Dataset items
'''
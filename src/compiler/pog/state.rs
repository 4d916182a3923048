use std::collections::BTreeSet;
use std::rc::Rc;

use crate::compiler::pog::driver::PogOpts;
use crate::compiler::typedtree::{Definition, Expr};
use crate::compiler::types::Type;

/// Mutable facts gathered while walking one top level definition.
#[derive(Derivative, Clone)]
#[derivative(Debug)]
pub struct POGState {
    /// Name of the definition being walked.
    pub definition: String,
    /// Names assigned so far in the current statement sequence.
    pub written: BTreeSet<String>,
    /// Program variables read by the statement being walked.
    pub reading: BTreeSet<String>,
    /// Postcondition and result type of the enclosing operation.
    pub post: Option<Rc<Expr>>,
    pub result_type: Option<Type>,
    /// The function being walked, for recursion checks.
    pub function: Option<Definition>,
    next_choice: usize,
    #[derivative(Debug = "ignore")]
    opts: Rc<dyn PogOpts>,
}

impl POGState {
    pub fn new(opts: Rc<dyn PogOpts>, definition: &str) -> Self {
        POGState {
            definition: definition.to_string(),
            written: BTreeSet::new(),
            reading: BTreeSet::new(),
            post: None,
            result_type: None,
            function: None,
            next_choice: 1,
            opts,
        }
    }

    pub fn opts(&self) -> Rc<dyn PogOpts> {
        self.opts.clone()
    }

    /// Allocate the id of a new multi-way choice.
    pub fn next_choice(&mut self) -> usize {
        let choice = self.next_choice;
        self.next_choice += 1;
        choice
    }
}
use std::fmt::Display;
use std::rc::Rc;

use crate::compiler::ops::{binary_text, unary_text, PREC_ATOM, PREC_BINDER};
use crate::compiler::typedtree::{Bind, Expr, Literal, Pattern};

fn joined<T: Display>(items: &[T]) -> String {
    items
        .iter()
        .map(|i| i.to_string())
        .collect::<Vec<String>>()
        .join(", ")
}

fn atom(e: &Expr) -> String {
    let (prec, text) = expr_text(e);
    if prec < PREC_ATOM {
        format!("({})", text)
    } else {
        text
    }
}

fn binds_text(binds: &[Bind]) -> String {
    joined(binds)
}

fn filter_text(pred: &Option<Rc<Expr>>) -> String {
    match pred {
        Some(p) => format!(" & {}", p),
        None => "".to_string(),
    }
}

/// Print an expression in concrete syntax along with the binding strength of
/// its outermost construct, so that enclosing printers can decide on
/// parentheses.
pub fn expr_text(e: &Expr) -> (usize, String) {
    match e {
        Expr::Literal(_, l) => (PREC_ATOM, l.to_string()),
        Expr::Variable(_, n, _) => (PREC_ATOM, n.clone()),
        Expr::Unary(_, op, arg, _) => (op.precedence(), unary_text(op, expr_text(arg))),
        Expr::Binary(b) => (
            b.op.precedence(),
            binary_text(&b.op, expr_text(&b.left), expr_text(&b.right)),
        ),
        Expr::Apply(a) => {
            let args: Vec<String> = a.args.iter().map(|x| x.to_string()).collect();
            (PREC_ATOM, format!("{}({})", atom(&a.root), args.join(", ")))
        }
        Expr::Field(_, r, f) => (PREC_ATOM, format!("{}.{}", atom(r), f)),
        Expr::TupleSelect(_, r, n) => (PREC_ATOM, format!("{}.#{}", atom(r), n)),
        Expr::If(_, c, t, elseifs, e) => {
            let mut text = format!("if {} then {}", c, t);
            for (ec, et) in elseifs.iter() {
                text = format!("{} elseif {} then {}", text, ec, et);
            }
            (PREC_BINDER, format!("{} else {}", text, e))
        }
        Expr::Cases(c) => {
            let mut alts: Vec<String> = c
                .alternatives
                .iter()
                .map(|(p, body)| format!("{} -> {}", p, body))
                .collect();
            if let Some(o) = &c.others {
                alts.push(format!("others -> {}", o));
            }
            (
                PREC_ATOM,
                format!("cases {}: {} end", c.subject, alts.join(", ")),
            )
        }
        Expr::Let(_, defs, body) => {
            let defs_text: Vec<String> = defs
                .iter()
                .map(|d| format!("{} = {}", d.pattern, d.value))
                .collect();
            (
                PREC_BINDER,
                format!("let {} in {}", defs_text.join(", "), body),
            )
        }
        Expr::LetBe(_, bind, st, body) => {
            let st_text = match st {
                Some(st) => format!(" be st {}", st),
                None => "".to_string(),
            };
            (PREC_BINDER, format!("let {}{} in {}", bind, st_text, body))
        }
        Expr::Quantified(_, q, binds, body) => (
            PREC_BINDER,
            format!("{} {} & {}", q.keyword(), binds_text(binds), body),
        ),
        Expr::Iota(_, bind, pred) => (PREC_BINDER, format!("iota {} & {}", bind, pred)),
        Expr::SetEnum(_, es) => (PREC_ATOM, format!("{{{}}}", joined(es))),
        Expr::SeqEnum(_, es) => (PREC_ATOM, format!("[{}]", joined(es))),
        Expr::MapEnum(_, maplets) => {
            if maplets.is_empty() {
                (PREC_ATOM, "{|->}".to_string())
            } else {
                let items: Vec<String> = maplets
                    .iter()
                    .map(|(k, v)| format!("{} |-> {}", k, v))
                    .collect();
                (PREC_ATOM, format!("{{{}}}", items.join(", ")))
            }
        }
        Expr::Tuple(_, es) => (PREC_ATOM, format!("mk_({})", joined(es))),
        Expr::Record(_, name, es) => (PREC_ATOM, format!("mk_{}({})", name, joined(es))),
        Expr::Mu(_, r, mods) => {
            let items: Vec<String> = mods
                .iter()
                .map(|(f, v)| format!("{} |-> {}", f, v))
                .collect();
            (PREC_ATOM, format!("mu({}, {})", r, items.join(", ")))
        }
        Expr::SetComp(_, elem, binds, pred) => (
            PREC_ATOM,
            format!("{{{} | {}{}}}", elem, binds_text(binds), filter_text(pred)),
        ),
        Expr::SeqComp(_, elem, bind, pred) => (
            PREC_ATOM,
            format!("[{} | {}{}]", elem, bind, filter_text(pred)),
        ),
        Expr::MapComp(_, k, v, binds, pred) => (
            PREC_ATOM,
            format!(
                "{{{} |-> {} | {}{}}}",
                k,
                v,
                binds_text(binds),
                filter_text(pred)
            ),
        ),
        Expr::Lambda(_, params, body) => {
            let params_text: Vec<String> = params
                .iter()
                .map(|(p, t)| format!("{} : {}", p, t))
                .collect();
            (
                PREC_BINDER,
                format!("lambda {} & {}", params_text.join(", "), body),
            )
        }
    }
}

impl Display for Expr {
    fn fmt(&self, formatter: &mut std::fmt::Formatter<'_>) -> Result<(), std::fmt::Error> {
        formatter.write_str(&expr_text(self).1)
    }
}

impl Display for Literal {
    fn fmt(&self, formatter: &mut std::fmt::Formatter<'_>) -> Result<(), std::fmt::Error> {
        match self {
            Literal::Bool(b) => write!(formatter, "{}", b),
            Literal::Int(n) => write!(formatter, "{}", n),
            Literal::Real(r) => write!(formatter, "{}", r),
            Literal::Char(c) => write!(formatter, "'{}'", c),
            Literal::Text(s) => write!(formatter, "{:?}", s),
            Literal::Quote(q) => write!(formatter, "<{}>", q),
            Literal::Nil => write!(formatter, "nil"),
        }
    }
}

impl Display for Pattern {
    fn fmt(&self, formatter: &mut std::fmt::Formatter<'_>) -> Result<(), std::fmt::Error> {
        match self {
            Pattern::Identifier(_, n) => write!(formatter, "{}", n),
            Pattern::Ignore(_) => write!(formatter, "-"),
            Pattern::Literal(_, l) => write!(formatter, "{}", l),
            Pattern::Tuple(_, ps) => write!(formatter, "mk_({})", joined(ps)),
            Pattern::Record(_, name, ps) => write!(formatter, "mk_{}({})", name, joined(ps)),
            Pattern::SeqEnum(_, ps) => write!(formatter, "[{}]", joined(ps)),
            Pattern::SetEnum(_, ps) => write!(formatter, "{{{}}}", joined(ps)),
            Pattern::Concat(_, l, r) => write!(formatter, "{} ^ {}", l, r),
        }
    }
}

impl Display for Bind {
    fn fmt(&self, formatter: &mut std::fmt::Formatter<'_>) -> Result<(), std::fmt::Error> {
        match self {
            Bind::Set(p, s) => write!(formatter, "{} in set {}", p, s),
            Bind::Seq(p, s) => write!(formatter, "{} in seq {}", p, s),
            Bind::Type(p, t) => write!(formatter, "{} : {}", p, t),
        }
    }
}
'''
Task to carry out → Show the lines of the entries that include the string "usize", copying each in full.

Solution below →
    next_choice: usize,
    pub fn next_choice(&mut self) -> usize {
pub fn expr_text(e: &Expr) -> (usize, String) {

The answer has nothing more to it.